## To do:
What lines in the records below mention "impl"? List them all.

Dataset items
//! Account API collaborator.
//!
//! Client-side (hydrate): real HTTP calls via `gloo-net`, each raced against
//! the configured timeout.
//! Server-side (SSR) and tests: `HttpAccountApi` returns
//! `ApiError::Unavailable`; the session layer talks to `AccountApi` so tests
//! substitute their own backend.
//!
//! ERROR HANDLING
//! ==============
//! Every outcome is a `Result`; status codes and error bodies are folded into
//! `ApiError` by `classify_response` so callers never inspect raw responses.

#![allow(clippy::unused_async)]

#[cfg(test)]
#[path = "api_test.rs"]
mod api_test;

use async_trait::async_trait;

use super::error::ApiError;
use super::types::{AuthResponse, Credentials, RefreshResponse, RegistrationProfile, Role, User};
use crate::config::ClientConfig;

pub const LOGIN_PATH: &str = "/accounts/login";
pub const CURRENT_USER_PATH: &str = "/accounts/me";
pub const REFRESH_PATH: &str = "/accounts/token/refresh";

#[must_use]
pub fn register_path(role: Role) -> String {
    format!("/accounts/register/{}", role.path_segment())
}

#[cfg(any(test, feature = "hydrate"))]
fn bearer(token: &str) -> String {
    format!("Bearer {token}")
}

/// Remote account endpoints used by the session layer.
#[async_trait(?Send)]
pub trait AccountApi {
    /// `POST /accounts/login`.
    async fn login(&self, credentials: &Credentials) -> Result<AuthResponse, ApiError>;

    /// `POST /accounts/register/{role}`.
    async fn register(&self, profile: &RegistrationProfile) -> Result<AuthResponse, ApiError>;

    /// `GET /accounts/me` with `access_token` as bearer credential.
    async fn current_user(&self, access_token: &str) -> Result<User, ApiError>;

    /// `POST /accounts/token/refresh`.
    async fn refresh(&self, refresh_token: &str) -> Result<RefreshResponse, ApiError>;
}

/// `AccountApi` over HTTP against `ClientConfig::api_base_url`.
#[derive(Clone, Debug)]
pub struct HttpAccountApi {
    config: ClientConfig,
}

impl HttpAccountApi {
    #[must_use]
    pub fn new(config: ClientConfig) -> Self {
        Self { config }
    }

    #[must_use]
    pub fn config(&self) -> &ClientConfig {
        &self.config
    }

    #[cfg(feature = "hydrate")]
    async fn exchange<T: serde::de::DeserializeOwned>(
        &self,
        request: Result<gloo_net::http::Request, gloo_net::Error>,
    ) -> Result<T, ApiError> {
        use futures::future::{Either, select};

        let timeout_ms = self.config.request_timeout_ms;
        let request = request.map_err(|e| ApiError::Network(e.to_string()))?;
        let call = async move {
            let resp = request.send().await.map_err(|e| ApiError::Network(e.to_string()))?;
            let status = resp.status();
            let body = resp.text().await.map_err(|e| ApiError::Network(e.to_string()))?;
            super::error::classify_response::<T>(status, &body)
        };
        let timeout = gloo_timers::future::TimeoutFuture::new(timeout_ms);
        futures::pin_mut!(call);
        match select(call, timeout).await {
            Either::Left((result, _)) => result,
            Either::Right(((), _)) => {
                log::warn!("request timed out after {timeout_ms} ms");
                Err(ApiError::Timeout(timeout_ms))
            }
        }
    }
}

#[async_trait(?Send)]
impl AccountApi for HttpAccountApi {
    async fn login(&self, credentials: &Credentials) -> Result<AuthResponse, ApiError> {
        #[cfg(feature = "hydrate")]
        {
            let url = self.config.endpoint(LOGIN_PATH);
            self.exchange(gloo_net::http::Request::post(&url).json(credentials)).await
        }
        #[cfg(not(feature = "hydrate"))]
        {
            let _unused = credentials;
            Err(ApiError::Unavailable)
        }
    }

    async fn register(&self, profile: &RegistrationProfile) -> Result<AuthResponse, ApiError> {
        #[cfg(feature = "hydrate")]
        {
            let url = self.config.endpoint(&register_path(profile.role()));
            self.exchange(gloo_net::http::Request::post(&url).json(&profile.payload())).await
        }
        #[cfg(not(feature = "hydrate"))]
        {
            let _unused = profile;
            Err(ApiError::Unavailable)
        }
    }

    async fn current_user(&self, access_token: &str) -> Result<User, ApiError> {
        #[cfg(feature = "hydrate")]
        {
            let url = self.config.endpoint(CURRENT_USER_PATH);
            let request = gloo_net::http::Request::get(&url)
                .header("Authorization", &bearer(access_token))
                .build();
            self.exchange(request).await
        }
        #[cfg(not(feature = "hydrate"))]
        {
            let _unused = access_token;
            Err(ApiError::Unavailable)
        }
    }

    async fn refresh(&self, refresh_token: &str) -> Result<RefreshResponse, ApiError> {
        #[cfg(feature = "hydrate")]
        {
            let url = self.config.endpoint(REFRESH_PATH);
            let payload = serde_json::json!({ "refresh": refresh_token });
            self.exchange(gloo_net::http::Request::post(&url).json(&payload)).await
        }
        #[cfg(not(feature = "hydrate"))]
        {
            let _unused = refresh_token;
            Err(ApiError::Unavailable)
        }
    }
}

## Answer box:
impl HttpAccountApi {
impl AccountApi for HttpAccountApi {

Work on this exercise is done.